The answer must be one number: how many lines of the records contain "roles".

BEGIN RECORDS

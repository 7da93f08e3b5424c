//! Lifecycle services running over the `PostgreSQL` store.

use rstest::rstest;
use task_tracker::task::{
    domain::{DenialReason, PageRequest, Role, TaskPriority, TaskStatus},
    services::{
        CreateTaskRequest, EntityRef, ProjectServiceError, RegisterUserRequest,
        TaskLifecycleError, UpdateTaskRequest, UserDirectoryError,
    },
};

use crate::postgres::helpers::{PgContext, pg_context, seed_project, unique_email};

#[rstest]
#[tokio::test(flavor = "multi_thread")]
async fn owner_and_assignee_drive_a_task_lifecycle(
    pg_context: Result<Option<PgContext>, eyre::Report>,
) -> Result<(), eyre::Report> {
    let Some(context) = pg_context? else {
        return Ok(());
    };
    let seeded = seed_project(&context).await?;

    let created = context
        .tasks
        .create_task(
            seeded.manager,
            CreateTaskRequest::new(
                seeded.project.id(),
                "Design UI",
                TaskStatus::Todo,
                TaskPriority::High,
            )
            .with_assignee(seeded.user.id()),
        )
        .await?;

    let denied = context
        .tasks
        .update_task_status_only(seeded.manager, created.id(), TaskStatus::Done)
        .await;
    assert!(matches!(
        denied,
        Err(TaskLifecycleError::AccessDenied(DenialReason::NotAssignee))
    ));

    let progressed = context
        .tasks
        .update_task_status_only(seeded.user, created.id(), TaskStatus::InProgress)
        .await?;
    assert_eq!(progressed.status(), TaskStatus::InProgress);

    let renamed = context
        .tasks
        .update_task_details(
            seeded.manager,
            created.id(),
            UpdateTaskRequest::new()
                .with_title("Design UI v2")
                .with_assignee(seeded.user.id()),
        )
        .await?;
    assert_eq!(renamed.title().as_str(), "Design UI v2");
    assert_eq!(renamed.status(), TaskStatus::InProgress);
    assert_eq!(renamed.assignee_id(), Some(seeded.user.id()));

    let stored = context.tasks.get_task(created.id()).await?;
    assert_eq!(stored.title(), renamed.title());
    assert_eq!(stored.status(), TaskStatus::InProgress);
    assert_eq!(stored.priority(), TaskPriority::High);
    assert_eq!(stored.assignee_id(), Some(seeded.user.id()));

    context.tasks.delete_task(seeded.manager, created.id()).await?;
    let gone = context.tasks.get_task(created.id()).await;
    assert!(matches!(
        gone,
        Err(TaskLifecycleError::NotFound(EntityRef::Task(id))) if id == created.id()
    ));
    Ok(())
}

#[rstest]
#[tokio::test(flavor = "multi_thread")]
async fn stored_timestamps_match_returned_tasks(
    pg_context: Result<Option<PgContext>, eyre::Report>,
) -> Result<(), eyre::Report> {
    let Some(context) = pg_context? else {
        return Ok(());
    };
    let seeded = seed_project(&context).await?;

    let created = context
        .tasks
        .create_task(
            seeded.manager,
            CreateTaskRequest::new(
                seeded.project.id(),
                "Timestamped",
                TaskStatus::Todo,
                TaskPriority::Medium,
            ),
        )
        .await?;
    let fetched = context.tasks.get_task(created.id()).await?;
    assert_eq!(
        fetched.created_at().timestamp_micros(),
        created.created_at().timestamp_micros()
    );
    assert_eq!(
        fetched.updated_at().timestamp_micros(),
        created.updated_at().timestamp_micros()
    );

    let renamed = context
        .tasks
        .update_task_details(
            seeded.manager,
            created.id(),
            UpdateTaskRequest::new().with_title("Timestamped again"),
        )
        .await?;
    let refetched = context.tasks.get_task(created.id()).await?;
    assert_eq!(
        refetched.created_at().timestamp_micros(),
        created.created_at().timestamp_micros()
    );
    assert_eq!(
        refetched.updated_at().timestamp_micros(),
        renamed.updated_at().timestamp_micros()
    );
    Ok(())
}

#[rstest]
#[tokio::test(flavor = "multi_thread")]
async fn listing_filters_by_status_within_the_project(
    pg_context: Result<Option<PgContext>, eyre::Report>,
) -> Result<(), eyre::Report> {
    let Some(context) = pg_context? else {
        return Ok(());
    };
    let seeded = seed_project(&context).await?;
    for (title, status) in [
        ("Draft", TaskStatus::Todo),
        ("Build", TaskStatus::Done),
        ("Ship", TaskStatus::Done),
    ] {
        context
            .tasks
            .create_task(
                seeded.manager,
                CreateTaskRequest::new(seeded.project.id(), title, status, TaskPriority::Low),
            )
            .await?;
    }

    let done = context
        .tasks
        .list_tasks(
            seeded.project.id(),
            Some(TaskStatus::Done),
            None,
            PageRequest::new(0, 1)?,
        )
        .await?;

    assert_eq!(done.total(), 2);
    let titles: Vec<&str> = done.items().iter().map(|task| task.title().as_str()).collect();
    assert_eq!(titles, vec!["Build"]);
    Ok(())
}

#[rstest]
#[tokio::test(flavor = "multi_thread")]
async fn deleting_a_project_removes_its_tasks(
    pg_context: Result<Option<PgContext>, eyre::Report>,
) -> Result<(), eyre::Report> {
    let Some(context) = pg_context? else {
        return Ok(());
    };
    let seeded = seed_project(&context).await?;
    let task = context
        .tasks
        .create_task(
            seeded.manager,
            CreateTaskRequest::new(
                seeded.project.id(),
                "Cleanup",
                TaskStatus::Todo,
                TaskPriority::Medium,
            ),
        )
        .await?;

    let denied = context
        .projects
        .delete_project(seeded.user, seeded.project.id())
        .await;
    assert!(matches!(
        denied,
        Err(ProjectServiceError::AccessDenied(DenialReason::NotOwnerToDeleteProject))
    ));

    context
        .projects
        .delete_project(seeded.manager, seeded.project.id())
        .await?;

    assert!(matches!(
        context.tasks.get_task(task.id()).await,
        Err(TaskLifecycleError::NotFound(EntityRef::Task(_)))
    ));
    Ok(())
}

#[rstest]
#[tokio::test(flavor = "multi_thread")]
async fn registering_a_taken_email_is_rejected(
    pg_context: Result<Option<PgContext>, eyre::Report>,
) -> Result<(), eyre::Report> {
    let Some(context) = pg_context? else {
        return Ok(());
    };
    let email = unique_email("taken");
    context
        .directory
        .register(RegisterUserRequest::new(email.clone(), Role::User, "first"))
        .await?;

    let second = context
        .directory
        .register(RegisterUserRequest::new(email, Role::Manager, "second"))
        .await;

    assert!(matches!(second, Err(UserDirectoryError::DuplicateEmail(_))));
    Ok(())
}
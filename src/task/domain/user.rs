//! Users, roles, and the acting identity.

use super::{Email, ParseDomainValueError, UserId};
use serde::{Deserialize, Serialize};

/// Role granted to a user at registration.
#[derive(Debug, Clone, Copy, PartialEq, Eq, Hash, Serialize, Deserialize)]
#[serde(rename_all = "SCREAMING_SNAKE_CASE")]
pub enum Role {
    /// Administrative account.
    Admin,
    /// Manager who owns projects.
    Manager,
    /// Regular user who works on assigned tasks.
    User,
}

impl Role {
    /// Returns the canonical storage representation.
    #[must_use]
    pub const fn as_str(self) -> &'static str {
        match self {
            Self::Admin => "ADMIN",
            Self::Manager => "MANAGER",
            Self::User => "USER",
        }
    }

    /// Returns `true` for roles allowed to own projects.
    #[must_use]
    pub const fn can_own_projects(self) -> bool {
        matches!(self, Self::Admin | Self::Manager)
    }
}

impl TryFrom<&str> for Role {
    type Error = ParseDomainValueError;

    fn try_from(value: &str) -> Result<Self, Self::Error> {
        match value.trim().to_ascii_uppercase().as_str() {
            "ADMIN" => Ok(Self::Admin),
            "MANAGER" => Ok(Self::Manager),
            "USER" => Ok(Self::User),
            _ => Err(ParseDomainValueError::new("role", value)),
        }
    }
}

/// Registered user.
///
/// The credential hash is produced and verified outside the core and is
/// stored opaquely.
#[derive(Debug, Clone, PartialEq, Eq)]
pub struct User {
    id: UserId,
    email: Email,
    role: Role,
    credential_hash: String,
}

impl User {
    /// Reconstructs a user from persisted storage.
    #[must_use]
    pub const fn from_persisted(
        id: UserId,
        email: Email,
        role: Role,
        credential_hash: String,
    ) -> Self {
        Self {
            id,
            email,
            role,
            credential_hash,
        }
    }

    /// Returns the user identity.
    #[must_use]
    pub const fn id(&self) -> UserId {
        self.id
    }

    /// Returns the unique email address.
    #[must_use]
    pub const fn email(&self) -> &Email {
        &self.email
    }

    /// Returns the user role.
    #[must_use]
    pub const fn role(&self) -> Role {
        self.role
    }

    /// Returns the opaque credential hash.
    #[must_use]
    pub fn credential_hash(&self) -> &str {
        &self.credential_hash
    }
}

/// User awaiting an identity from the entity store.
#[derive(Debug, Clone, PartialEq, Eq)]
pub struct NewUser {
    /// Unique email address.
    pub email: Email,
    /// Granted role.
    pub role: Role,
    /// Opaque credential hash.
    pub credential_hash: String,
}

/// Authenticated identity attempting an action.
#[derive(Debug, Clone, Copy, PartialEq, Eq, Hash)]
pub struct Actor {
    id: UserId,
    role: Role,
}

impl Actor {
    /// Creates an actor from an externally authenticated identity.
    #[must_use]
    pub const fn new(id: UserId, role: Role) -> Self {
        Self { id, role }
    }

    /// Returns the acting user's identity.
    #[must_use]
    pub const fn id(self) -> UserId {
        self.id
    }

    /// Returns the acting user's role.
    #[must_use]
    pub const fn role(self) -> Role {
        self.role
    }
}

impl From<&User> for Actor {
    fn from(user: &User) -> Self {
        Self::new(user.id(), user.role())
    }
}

END RECORDS

▸ RESULT FOR THIS EXERCISE
2